Role of dimerization and palmitoylation on the function of HTLV-1 p12 and p8

HTLV-1 p12 is an endoplasmic reticulum resident protein that is cleaved to generate p8, which traffics to the cell surface. p12 promotes T-cell activation by increasing NFAT activity while p8 induces T-cell anergy and enhances virus transmission. We have previously demonstrated that p12 and p8 coimmunoprecipitate. Though the dimerization domain of p12 and p8 is unknown, these proteins contain a single cysteine residue which may form intermolecular disulfide bonds. We have also determined that p8 localizes to membrane lipid rafts. Of importance, palmitoylation increases the hydrophobicity of proteins to target them to lipid rafts. As palmitoylation occurs on cysteine residues, we hypothesize that this post-translational modification regulates p12 and p8 localization, dimerization, and function. In this study, we have demonstrated that wildtype p12 and p8 formed hetero- and homodimers while a mutation at the cysteine residue (C39A) inhibited dimer formation and that monomeric wildtype p12 and p8, but not the C39A mutant, are pamitoylated. Immunofluorescence analysis showed that wildtype p8 localized at the cell surface while C39A p8 did not. This result suggests that p8 homodimerization or palmitoylation regulates p8 localization. We also analyzed ex vivo DNA samples from HTLV-1-infected individuals and found DNA polymorphisms at position 39. These naturally occurring polymorphisms affected dimerization and localization of p8. Currently, we are investigating whether mutation at C39 affects NFAT activation, virus transmission, or proviral load. Determining the mechanism by which p12 and p8 localization, dimerization, and functions are regulated will add to our understanding of HTLV-1 pathogenesis.
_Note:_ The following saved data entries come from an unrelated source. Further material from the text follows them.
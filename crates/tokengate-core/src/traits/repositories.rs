//! Repository traits (ports) - define the interface for data access
//!
//! The domain layer defines what it needs, and the infrastructure layer
//! provides the implementation (PostgreSQL in production, in-memory in tests).

use async_trait::async_trait;
use chrono::Duration;

use crate::entities::{NewUser, RefreshTokenRecord, User};
use crate::error::DomainError;
use crate::value_objects::UserId;

/// Result type for repository operations
pub type RepoResult<T> = Result<T, DomainError>;

// ============================================================================
// User Repository
// ============================================================================

#[async_trait]
pub trait UserRepository: Send + Sync {
    /// Find user by ID
    async fn find_by_id(&self, id: UserId) -> RepoResult<Option<User>>;

    /// Find user by email
    async fn find_by_email(&self, email: &str) -> RepoResult<Option<User>>;

    /// Find user by username
    async fn find_by_username(&self, username: &str) -> RepoResult<Option<User>>;

    /// Find a user holding either the given username or the given email
    ///
    /// When two different users match, the email holder is returned.
    async fn find_by_email_or_username(
        &self,
        username: &str,
        email: &str,
    ) -> RepoResult<Option<User>>;

    /// Create a new user
    ///
    /// A collision on email or username is reported as
    /// `EmailAlreadyExists` / `UsernameAlreadyExists`.
    async fn create(&self, user: &NewUser, password_hash: &str) -> RepoResult<User>;

    /// Get password hash for authentication
    async fn get_password_hash(&self, id: UserId) -> RepoResult<Option<String>>;

    /// Delete a user; their refresh tokens go with them
    async fn delete(&self, id: UserId) -> RepoResult<()>;
}

// ============================================================================
// Session Store
// ============================================================================

/// Refresh-token records with revocation and rotation state
///
/// Every method commits or rolls back as one unit.
#[async_trait]
pub trait SessionStore: Send + Sync {
    /// Persist a new record for `user_id` expiring `ttl` from now
    ///
    /// A token value that already exists fails with `DuplicateRefreshToken`.
    async fn create(&self, user_id: UserId, token: &str, ttl: Duration)
        -> RepoResult<RefreshTokenRecord>;

    /// Look up a record by its exact token value
    async fn find_by_token(&self, token: &str) -> RepoResult<Option<RefreshTokenRecord>>;

    /// Mark the record holding `token` revoked
    ///
    /// Returns `false` when there was nothing to revoke (unknown or already revoked).
    async fn revoke(&self, token: &str) -> RepoResult<bool>;

    /// Replace token value and expiry on record `id`
    ///
    /// Applies only while the record still holds `expected_token` and is not
    /// revoked; otherwise nothing changes and `None` is returned. Concurrent
    /// calls with the same `expected_token` have at most one winner.
    async fn rotate(
        &self,
        id: i64,
        expected_token: &str,
        new_token: &str,
        ttl: Duration,
    ) -> RepoResult<Option<RefreshTokenRecord>>;

    /// Number of records owned by a user, revoked ones included
    ///
    /// No request path calls this. It lets store and service tests check
    /// that rotation updates one record in place instead of inserting.
    async fn count_for_user(&self, user_id: UserId) -> RepoResult<i64>;
}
ORFI genetic polymorphisms in geographically distinct HTLV-1 infections

The region known as pX in the 3’ end of the human T-cell leukemia/lymphoma virus type-1 (HTLV-1) genome contains four overlapping open reading frames (ORF) that encode regulatory proteins. The expression of ORF-I produces the protein p12 which can be cleavage resulting in the p8 protein. These proteins interfere with the ability of a biologically active of HTLV-1, influencing at the virus infectivity and persistence. Here, we evaluated whether natural mutations in HTLV-1 ORF-I can influence the proviral load and clinical manifestation of HAM/TSP. For that, we analyzed 1530 HTLV-1 ORF-I sequences from different clones of 156 patients with negative or positive diagnosis for HAM/TSP and demonstrated that some mutations may be associated with the outcome of HAM/TSP (C39R, L40F, P45L, S69G and R88K) or with proviral load (P34L and F61L). We further examined the presence of mutations in motifs of HBZ and observed that P45L mutation is located within the HBZ nuclear localization signal and was found more frequently between patients with HAM/TSP and high proviral load. This results suggest that some HTLV-1 ORF-I mutations may be associated with the development of HAM/TSP and the proviral load levels.